■ ASSIGNED TASK
From the records below, state how many lines include the word "when", giving only that number.

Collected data
------------------------------

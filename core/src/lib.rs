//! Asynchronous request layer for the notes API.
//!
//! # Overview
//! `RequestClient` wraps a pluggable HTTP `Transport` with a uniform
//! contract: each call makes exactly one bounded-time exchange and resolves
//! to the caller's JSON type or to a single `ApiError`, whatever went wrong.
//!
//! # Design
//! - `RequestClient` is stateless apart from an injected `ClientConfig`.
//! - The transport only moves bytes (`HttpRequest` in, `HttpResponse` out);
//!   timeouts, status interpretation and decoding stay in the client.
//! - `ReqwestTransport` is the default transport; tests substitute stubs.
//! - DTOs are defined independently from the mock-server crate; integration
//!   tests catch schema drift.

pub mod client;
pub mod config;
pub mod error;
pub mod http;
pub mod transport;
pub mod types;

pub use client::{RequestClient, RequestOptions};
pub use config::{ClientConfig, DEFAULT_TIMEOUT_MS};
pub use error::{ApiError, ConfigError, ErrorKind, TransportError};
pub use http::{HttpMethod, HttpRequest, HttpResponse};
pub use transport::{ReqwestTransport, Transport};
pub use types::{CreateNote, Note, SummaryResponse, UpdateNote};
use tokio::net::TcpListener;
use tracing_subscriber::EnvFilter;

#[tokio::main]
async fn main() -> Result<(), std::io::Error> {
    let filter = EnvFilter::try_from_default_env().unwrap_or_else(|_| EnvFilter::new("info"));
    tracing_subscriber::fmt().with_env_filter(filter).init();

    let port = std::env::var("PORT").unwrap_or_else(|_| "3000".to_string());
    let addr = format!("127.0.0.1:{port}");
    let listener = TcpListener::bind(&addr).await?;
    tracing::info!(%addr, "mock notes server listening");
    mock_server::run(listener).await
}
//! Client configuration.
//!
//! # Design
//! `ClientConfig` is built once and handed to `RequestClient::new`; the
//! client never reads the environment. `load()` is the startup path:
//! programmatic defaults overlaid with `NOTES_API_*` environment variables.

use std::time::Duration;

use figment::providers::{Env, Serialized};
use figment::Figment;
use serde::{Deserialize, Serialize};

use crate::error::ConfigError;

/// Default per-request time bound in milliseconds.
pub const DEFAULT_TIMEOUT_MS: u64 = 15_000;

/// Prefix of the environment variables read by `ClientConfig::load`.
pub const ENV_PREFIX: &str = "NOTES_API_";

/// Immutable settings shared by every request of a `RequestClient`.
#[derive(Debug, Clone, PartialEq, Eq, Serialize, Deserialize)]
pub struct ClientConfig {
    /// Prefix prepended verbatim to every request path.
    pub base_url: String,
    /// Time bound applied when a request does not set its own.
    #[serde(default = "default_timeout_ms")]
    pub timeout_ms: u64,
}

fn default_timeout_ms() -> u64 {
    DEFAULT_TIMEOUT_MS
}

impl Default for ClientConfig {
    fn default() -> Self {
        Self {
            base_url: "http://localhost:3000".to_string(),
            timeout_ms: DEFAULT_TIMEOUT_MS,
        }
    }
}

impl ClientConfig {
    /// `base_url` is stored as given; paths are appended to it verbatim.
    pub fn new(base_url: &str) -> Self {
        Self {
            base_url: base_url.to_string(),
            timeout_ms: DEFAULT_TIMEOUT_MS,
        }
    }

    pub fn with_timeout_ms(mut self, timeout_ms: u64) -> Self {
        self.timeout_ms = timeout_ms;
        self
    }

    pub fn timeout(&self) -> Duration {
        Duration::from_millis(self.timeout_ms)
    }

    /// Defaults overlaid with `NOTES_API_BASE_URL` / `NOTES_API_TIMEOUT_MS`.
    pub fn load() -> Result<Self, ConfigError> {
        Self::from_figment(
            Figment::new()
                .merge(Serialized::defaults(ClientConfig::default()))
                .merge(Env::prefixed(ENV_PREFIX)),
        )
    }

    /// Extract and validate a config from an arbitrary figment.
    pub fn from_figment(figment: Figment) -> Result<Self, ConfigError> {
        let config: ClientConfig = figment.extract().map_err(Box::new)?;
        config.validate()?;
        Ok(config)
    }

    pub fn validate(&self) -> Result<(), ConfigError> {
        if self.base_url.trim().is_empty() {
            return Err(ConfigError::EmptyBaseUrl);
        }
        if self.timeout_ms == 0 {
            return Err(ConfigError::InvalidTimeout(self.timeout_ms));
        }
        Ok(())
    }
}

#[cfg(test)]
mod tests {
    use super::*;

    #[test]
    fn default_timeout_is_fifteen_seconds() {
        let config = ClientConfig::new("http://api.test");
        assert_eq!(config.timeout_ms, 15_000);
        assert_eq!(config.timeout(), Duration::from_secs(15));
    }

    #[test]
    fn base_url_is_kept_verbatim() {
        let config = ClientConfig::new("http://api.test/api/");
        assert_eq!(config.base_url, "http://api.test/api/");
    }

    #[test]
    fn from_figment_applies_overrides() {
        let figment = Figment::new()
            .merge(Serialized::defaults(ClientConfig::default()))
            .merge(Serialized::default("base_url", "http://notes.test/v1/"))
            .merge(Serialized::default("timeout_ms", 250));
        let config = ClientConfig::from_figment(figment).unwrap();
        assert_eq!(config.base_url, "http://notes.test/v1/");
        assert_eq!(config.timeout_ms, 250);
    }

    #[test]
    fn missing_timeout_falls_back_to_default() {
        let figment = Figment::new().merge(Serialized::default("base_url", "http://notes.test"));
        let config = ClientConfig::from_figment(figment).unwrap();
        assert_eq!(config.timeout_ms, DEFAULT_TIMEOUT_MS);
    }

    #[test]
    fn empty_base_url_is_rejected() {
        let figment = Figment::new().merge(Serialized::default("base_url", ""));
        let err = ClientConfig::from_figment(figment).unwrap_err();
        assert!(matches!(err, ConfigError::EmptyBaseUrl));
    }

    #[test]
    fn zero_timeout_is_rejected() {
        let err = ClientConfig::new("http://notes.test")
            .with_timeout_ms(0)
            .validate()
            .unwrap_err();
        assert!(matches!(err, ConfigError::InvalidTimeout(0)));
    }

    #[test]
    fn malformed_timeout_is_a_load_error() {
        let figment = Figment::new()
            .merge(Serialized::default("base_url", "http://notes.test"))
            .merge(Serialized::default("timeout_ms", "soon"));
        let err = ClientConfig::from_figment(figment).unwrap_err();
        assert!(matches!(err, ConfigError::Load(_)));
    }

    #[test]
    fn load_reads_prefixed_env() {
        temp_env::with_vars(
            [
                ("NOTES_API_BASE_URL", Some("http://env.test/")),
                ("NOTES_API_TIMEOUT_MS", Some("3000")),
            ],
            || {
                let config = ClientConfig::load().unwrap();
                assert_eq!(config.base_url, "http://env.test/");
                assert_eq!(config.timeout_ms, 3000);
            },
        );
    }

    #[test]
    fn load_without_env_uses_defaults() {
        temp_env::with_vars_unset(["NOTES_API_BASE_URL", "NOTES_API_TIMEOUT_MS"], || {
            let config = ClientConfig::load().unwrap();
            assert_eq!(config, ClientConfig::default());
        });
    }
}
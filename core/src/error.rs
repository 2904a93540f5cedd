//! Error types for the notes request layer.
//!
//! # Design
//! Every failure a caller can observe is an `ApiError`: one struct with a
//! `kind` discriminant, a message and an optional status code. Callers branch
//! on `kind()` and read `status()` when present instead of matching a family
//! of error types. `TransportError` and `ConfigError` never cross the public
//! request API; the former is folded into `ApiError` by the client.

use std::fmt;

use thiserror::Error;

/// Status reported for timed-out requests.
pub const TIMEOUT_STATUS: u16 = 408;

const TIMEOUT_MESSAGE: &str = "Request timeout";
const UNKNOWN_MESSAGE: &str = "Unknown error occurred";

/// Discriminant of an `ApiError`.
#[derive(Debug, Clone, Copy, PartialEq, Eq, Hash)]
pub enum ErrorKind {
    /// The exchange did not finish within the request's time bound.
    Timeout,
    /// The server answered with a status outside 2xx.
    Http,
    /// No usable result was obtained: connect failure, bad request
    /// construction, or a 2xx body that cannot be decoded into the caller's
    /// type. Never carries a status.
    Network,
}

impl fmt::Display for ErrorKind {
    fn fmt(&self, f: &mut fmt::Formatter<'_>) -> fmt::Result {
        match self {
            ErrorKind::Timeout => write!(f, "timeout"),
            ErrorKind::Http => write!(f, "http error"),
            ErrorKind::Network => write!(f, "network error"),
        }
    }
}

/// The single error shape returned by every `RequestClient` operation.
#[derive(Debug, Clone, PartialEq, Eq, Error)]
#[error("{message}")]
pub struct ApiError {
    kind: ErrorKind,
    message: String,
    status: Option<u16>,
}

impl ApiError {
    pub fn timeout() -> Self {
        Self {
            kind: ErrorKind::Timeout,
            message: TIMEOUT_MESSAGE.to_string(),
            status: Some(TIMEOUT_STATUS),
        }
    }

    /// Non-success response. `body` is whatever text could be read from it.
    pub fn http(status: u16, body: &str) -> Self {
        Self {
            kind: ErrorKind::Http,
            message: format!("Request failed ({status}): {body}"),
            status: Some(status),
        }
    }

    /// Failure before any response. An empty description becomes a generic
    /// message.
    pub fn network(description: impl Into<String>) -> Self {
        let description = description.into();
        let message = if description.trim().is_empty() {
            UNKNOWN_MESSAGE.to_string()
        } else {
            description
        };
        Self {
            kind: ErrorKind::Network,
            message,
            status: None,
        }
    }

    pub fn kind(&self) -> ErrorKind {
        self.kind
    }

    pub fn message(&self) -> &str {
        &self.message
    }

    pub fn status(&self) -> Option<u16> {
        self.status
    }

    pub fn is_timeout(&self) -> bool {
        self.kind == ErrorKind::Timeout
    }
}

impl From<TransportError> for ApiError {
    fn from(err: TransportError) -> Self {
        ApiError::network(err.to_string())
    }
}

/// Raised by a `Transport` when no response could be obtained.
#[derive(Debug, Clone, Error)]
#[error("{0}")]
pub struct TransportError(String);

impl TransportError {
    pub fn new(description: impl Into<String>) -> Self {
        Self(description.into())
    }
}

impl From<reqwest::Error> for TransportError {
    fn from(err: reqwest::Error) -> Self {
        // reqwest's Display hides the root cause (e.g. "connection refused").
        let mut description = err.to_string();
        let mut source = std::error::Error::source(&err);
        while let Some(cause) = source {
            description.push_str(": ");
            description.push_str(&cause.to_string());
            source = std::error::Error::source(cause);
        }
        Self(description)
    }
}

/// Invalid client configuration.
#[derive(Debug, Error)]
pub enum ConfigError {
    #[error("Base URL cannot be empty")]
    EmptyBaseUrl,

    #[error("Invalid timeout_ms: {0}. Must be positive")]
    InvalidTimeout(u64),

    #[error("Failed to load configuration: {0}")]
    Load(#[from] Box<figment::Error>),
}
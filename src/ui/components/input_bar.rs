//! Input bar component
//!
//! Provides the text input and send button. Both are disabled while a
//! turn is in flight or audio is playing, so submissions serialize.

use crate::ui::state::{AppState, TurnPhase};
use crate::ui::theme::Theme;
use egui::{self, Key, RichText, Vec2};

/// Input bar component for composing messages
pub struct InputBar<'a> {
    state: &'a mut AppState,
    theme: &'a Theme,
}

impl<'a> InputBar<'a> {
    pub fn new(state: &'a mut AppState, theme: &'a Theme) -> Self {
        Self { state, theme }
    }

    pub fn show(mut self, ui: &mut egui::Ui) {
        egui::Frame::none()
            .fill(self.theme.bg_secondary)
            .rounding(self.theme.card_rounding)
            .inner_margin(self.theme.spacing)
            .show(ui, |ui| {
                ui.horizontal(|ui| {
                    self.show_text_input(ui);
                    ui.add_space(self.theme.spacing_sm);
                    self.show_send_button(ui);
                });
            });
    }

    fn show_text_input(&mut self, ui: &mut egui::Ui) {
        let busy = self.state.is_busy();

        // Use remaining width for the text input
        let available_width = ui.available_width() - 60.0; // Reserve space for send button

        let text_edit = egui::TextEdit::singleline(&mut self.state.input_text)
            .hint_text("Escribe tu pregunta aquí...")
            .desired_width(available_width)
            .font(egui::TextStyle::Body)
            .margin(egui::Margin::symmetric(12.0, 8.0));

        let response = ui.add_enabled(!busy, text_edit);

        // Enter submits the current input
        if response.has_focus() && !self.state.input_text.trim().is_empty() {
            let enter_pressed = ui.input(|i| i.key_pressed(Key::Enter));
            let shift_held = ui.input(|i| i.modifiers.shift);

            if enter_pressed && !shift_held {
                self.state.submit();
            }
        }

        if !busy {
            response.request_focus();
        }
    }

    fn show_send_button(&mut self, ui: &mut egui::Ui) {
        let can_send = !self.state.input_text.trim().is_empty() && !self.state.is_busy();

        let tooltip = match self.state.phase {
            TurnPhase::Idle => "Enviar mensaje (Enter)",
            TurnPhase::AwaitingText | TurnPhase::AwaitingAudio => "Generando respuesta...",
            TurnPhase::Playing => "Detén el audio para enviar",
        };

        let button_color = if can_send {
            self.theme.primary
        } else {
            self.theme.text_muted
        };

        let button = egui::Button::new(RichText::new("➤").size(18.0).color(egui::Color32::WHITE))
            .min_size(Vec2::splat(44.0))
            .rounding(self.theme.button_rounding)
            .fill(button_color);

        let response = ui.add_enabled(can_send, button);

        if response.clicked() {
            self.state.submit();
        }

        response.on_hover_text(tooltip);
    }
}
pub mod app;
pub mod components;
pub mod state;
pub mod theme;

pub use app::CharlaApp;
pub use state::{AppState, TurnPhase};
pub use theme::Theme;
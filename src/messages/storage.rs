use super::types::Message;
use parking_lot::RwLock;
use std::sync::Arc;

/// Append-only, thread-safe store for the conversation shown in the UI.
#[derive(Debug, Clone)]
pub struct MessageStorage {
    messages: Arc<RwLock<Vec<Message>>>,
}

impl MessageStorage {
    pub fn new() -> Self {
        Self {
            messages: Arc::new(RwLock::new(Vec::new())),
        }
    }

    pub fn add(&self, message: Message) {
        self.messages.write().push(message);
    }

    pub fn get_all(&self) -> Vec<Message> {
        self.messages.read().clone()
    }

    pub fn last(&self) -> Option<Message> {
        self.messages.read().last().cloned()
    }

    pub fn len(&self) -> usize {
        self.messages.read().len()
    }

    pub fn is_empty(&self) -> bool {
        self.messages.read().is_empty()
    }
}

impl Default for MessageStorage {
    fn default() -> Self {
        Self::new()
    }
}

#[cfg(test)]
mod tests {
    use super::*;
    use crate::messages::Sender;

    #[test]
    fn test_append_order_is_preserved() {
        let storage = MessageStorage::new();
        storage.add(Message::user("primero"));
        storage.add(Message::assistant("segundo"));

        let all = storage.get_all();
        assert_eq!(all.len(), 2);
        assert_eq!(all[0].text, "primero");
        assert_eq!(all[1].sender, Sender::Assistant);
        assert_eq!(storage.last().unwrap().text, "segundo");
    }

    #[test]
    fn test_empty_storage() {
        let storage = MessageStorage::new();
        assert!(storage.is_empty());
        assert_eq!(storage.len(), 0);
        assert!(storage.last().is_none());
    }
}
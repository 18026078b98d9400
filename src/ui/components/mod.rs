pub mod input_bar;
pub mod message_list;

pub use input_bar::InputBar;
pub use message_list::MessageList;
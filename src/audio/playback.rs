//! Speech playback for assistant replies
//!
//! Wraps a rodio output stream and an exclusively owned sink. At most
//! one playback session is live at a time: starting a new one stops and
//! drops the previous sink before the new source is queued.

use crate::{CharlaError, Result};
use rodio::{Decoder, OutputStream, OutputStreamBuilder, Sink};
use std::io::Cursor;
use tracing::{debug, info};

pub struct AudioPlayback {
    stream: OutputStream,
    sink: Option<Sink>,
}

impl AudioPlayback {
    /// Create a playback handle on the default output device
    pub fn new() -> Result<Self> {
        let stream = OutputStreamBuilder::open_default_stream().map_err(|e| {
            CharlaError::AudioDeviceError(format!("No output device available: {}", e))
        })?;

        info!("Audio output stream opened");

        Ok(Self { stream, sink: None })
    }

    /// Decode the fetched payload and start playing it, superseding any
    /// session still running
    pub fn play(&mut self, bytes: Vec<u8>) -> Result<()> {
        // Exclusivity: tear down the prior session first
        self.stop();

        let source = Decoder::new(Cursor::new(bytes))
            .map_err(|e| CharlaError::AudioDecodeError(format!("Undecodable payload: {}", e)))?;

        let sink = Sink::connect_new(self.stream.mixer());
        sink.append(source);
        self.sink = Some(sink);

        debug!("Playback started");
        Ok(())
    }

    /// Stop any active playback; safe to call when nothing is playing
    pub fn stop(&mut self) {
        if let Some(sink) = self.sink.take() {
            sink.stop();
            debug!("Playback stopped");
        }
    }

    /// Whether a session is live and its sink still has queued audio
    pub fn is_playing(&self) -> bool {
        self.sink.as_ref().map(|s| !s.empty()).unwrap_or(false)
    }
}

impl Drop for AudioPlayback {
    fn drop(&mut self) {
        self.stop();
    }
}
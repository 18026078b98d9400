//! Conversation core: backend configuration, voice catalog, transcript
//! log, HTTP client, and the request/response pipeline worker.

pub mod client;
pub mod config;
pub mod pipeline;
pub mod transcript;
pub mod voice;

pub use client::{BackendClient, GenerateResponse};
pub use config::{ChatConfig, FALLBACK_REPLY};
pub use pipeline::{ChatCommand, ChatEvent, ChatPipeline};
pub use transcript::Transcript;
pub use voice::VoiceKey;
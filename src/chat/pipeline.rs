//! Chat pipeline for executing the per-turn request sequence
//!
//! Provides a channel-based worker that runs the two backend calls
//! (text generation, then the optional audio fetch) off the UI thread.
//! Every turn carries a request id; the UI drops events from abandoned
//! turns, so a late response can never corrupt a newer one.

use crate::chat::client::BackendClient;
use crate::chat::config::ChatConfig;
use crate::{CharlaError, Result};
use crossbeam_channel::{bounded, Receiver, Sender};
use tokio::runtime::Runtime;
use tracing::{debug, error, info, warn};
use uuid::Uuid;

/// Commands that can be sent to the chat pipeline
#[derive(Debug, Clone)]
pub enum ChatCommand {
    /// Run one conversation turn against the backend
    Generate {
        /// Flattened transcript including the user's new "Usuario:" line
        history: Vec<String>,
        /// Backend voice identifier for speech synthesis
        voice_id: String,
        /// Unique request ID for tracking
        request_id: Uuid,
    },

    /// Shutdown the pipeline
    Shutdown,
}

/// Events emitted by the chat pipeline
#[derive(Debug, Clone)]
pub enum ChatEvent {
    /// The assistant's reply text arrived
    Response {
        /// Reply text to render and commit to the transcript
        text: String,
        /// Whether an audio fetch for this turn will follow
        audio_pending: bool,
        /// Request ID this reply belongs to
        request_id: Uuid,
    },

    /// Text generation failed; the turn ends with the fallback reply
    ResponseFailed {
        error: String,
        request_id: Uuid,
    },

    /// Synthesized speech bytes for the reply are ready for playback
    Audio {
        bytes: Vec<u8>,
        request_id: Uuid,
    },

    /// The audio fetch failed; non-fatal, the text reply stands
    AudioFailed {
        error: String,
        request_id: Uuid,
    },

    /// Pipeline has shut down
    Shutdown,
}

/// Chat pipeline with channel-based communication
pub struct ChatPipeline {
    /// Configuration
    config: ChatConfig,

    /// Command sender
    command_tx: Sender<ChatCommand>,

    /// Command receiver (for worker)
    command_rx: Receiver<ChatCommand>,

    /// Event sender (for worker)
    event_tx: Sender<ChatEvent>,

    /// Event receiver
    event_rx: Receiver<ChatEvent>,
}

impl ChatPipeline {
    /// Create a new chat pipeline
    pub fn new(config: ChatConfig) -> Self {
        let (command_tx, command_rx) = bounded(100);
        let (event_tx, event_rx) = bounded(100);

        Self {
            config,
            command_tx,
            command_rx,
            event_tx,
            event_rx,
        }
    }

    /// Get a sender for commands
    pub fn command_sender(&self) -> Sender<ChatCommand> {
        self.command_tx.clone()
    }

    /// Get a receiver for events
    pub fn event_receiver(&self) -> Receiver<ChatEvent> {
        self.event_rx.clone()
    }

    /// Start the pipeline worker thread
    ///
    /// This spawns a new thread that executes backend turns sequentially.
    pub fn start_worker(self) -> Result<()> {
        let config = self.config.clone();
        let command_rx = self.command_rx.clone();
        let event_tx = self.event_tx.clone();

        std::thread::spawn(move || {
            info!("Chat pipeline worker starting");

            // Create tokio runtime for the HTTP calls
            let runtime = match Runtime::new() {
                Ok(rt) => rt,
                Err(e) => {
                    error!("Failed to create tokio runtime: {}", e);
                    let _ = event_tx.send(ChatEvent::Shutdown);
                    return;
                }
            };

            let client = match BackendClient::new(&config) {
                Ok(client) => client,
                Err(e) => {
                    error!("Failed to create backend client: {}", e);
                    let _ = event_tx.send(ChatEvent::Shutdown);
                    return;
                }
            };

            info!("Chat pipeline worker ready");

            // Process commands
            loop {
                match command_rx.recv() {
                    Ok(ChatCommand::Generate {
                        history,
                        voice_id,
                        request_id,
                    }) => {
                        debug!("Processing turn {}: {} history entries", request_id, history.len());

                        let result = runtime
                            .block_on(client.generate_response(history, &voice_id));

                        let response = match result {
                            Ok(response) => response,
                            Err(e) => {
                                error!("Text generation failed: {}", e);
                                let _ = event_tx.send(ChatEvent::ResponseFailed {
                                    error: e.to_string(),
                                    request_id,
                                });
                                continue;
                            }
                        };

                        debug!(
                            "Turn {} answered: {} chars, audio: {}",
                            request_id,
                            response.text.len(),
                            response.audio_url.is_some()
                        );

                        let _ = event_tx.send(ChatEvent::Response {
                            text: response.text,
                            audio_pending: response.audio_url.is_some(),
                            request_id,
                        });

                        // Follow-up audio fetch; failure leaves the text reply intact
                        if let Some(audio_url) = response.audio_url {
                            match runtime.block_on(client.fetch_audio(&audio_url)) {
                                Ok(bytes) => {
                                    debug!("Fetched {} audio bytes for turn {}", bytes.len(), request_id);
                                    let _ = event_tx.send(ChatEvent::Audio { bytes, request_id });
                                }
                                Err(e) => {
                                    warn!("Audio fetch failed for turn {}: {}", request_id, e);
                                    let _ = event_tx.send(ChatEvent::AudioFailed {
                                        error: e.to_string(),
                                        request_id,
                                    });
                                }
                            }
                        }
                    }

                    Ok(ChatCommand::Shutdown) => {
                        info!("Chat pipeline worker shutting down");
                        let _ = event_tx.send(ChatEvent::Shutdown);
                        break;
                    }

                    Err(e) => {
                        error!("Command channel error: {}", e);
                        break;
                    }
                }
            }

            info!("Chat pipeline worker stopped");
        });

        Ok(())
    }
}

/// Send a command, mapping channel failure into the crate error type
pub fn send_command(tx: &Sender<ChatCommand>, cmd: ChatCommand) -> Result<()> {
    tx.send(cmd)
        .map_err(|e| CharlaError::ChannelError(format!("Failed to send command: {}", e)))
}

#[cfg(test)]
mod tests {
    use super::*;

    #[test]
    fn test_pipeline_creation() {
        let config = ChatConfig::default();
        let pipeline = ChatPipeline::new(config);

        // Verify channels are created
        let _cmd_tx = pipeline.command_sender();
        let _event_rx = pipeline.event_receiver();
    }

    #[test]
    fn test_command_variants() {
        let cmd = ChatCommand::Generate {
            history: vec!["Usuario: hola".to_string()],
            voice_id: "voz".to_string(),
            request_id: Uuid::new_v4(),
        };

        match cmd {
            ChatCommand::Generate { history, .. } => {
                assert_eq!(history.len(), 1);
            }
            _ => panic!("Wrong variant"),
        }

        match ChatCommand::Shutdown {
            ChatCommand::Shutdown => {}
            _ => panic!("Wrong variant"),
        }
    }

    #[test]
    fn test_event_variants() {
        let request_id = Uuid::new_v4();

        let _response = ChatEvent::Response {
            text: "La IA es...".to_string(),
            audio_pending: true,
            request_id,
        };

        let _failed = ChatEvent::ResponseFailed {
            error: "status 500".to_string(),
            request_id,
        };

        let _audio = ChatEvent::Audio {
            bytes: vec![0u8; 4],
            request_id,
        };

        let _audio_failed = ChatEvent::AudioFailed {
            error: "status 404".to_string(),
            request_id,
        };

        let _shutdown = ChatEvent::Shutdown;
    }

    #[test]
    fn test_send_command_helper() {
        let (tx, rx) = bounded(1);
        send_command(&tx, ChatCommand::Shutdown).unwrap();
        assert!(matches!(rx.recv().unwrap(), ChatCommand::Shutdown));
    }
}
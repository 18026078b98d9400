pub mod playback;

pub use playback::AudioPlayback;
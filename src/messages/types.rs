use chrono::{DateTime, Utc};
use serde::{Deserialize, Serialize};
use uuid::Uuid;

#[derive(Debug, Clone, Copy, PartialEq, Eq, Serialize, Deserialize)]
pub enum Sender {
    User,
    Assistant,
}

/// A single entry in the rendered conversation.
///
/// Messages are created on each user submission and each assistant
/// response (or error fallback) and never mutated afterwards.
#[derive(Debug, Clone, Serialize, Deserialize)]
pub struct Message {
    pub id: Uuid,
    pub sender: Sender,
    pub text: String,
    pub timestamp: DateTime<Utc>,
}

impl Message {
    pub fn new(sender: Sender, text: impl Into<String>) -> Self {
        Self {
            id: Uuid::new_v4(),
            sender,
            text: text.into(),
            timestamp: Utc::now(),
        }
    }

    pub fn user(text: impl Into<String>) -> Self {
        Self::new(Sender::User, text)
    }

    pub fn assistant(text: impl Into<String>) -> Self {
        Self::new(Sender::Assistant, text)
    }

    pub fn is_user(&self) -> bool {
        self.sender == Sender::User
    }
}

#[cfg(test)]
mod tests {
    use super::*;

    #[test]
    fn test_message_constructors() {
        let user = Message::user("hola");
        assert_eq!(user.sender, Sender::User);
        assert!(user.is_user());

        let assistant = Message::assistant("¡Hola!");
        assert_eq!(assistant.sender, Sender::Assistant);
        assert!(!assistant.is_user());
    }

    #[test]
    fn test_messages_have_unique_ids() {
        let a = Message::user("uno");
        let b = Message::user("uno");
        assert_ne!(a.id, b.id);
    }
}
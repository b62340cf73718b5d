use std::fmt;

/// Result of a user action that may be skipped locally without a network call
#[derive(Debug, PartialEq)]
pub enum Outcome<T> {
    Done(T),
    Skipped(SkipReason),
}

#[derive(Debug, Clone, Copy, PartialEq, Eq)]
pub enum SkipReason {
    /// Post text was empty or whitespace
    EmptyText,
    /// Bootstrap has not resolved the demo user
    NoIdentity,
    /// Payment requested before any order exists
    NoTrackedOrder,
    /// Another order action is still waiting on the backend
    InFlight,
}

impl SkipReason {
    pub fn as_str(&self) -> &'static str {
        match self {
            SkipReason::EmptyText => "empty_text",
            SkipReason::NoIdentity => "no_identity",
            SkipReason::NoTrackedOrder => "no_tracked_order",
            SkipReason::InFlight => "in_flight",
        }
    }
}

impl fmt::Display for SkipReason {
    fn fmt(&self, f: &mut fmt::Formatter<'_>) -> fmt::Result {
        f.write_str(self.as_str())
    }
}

------------------------------

■ THE ANSWER
4